* **Exercise brief**:
If a line below contains the string "domain", copy it out.

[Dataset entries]
════
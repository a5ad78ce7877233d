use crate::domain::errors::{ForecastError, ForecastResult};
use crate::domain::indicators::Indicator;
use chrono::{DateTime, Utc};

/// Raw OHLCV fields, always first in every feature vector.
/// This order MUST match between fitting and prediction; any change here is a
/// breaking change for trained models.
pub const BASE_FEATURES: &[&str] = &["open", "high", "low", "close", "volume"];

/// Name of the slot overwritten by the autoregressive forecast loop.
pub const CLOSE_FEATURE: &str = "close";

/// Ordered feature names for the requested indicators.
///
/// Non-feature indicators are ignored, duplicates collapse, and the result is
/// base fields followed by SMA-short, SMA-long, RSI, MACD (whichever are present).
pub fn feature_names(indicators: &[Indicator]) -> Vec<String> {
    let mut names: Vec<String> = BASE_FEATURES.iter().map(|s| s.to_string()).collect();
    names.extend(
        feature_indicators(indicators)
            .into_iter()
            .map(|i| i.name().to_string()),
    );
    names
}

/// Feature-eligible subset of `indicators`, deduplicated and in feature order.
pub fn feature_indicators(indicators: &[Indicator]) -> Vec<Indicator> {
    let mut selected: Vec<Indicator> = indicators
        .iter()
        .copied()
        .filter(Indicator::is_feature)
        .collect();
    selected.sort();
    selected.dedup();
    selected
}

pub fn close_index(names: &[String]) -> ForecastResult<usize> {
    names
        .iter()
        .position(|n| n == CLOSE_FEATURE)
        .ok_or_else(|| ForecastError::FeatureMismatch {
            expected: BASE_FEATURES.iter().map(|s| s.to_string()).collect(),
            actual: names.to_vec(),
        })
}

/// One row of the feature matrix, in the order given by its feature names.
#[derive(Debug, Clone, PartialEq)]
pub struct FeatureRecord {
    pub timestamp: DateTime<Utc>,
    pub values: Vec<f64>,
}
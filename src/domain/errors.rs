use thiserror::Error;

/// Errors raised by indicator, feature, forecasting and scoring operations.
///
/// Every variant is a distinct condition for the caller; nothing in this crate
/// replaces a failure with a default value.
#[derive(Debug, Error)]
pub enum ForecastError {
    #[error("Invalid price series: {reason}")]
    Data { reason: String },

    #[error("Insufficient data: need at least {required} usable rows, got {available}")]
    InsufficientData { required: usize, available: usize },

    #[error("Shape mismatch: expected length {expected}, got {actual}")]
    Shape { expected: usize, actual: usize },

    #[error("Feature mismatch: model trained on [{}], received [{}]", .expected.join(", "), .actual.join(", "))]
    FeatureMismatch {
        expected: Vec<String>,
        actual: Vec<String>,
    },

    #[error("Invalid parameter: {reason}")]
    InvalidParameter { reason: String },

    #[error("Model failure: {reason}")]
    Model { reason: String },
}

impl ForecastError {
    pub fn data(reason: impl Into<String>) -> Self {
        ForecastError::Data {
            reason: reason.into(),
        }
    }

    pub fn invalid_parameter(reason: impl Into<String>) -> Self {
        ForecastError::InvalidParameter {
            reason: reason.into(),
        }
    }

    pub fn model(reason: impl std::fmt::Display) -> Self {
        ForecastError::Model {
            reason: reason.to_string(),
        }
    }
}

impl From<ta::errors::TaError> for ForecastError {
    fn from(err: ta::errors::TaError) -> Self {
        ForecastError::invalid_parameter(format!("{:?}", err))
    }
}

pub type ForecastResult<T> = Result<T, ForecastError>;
════
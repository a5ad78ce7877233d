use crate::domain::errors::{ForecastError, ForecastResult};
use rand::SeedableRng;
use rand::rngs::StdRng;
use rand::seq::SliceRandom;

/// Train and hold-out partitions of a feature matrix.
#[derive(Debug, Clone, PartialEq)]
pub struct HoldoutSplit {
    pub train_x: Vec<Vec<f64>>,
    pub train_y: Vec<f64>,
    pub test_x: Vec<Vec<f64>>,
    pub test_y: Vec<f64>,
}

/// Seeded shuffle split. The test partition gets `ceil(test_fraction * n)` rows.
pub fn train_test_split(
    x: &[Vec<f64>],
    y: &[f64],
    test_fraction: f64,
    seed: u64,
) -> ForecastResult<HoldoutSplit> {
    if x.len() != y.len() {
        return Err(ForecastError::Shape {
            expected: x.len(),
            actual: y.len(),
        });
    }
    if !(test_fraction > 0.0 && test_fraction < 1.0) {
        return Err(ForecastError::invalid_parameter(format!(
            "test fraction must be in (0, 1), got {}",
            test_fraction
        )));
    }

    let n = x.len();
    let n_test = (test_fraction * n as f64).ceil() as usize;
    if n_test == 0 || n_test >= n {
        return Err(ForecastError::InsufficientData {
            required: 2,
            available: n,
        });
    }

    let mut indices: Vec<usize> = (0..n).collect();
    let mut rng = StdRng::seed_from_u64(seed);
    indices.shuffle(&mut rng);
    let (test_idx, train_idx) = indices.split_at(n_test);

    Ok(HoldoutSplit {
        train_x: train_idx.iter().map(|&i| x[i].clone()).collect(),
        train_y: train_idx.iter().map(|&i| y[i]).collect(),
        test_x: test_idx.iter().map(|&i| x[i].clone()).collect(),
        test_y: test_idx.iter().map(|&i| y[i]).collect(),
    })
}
════
* **Your response**:
use crate::domain::errors::{ForecastError, ForecastResult};
use crate::domain::indicators::Indicator;
filename src/domain/errors.rs
use crate::domain::errors::{ForecastError, ForecastResult};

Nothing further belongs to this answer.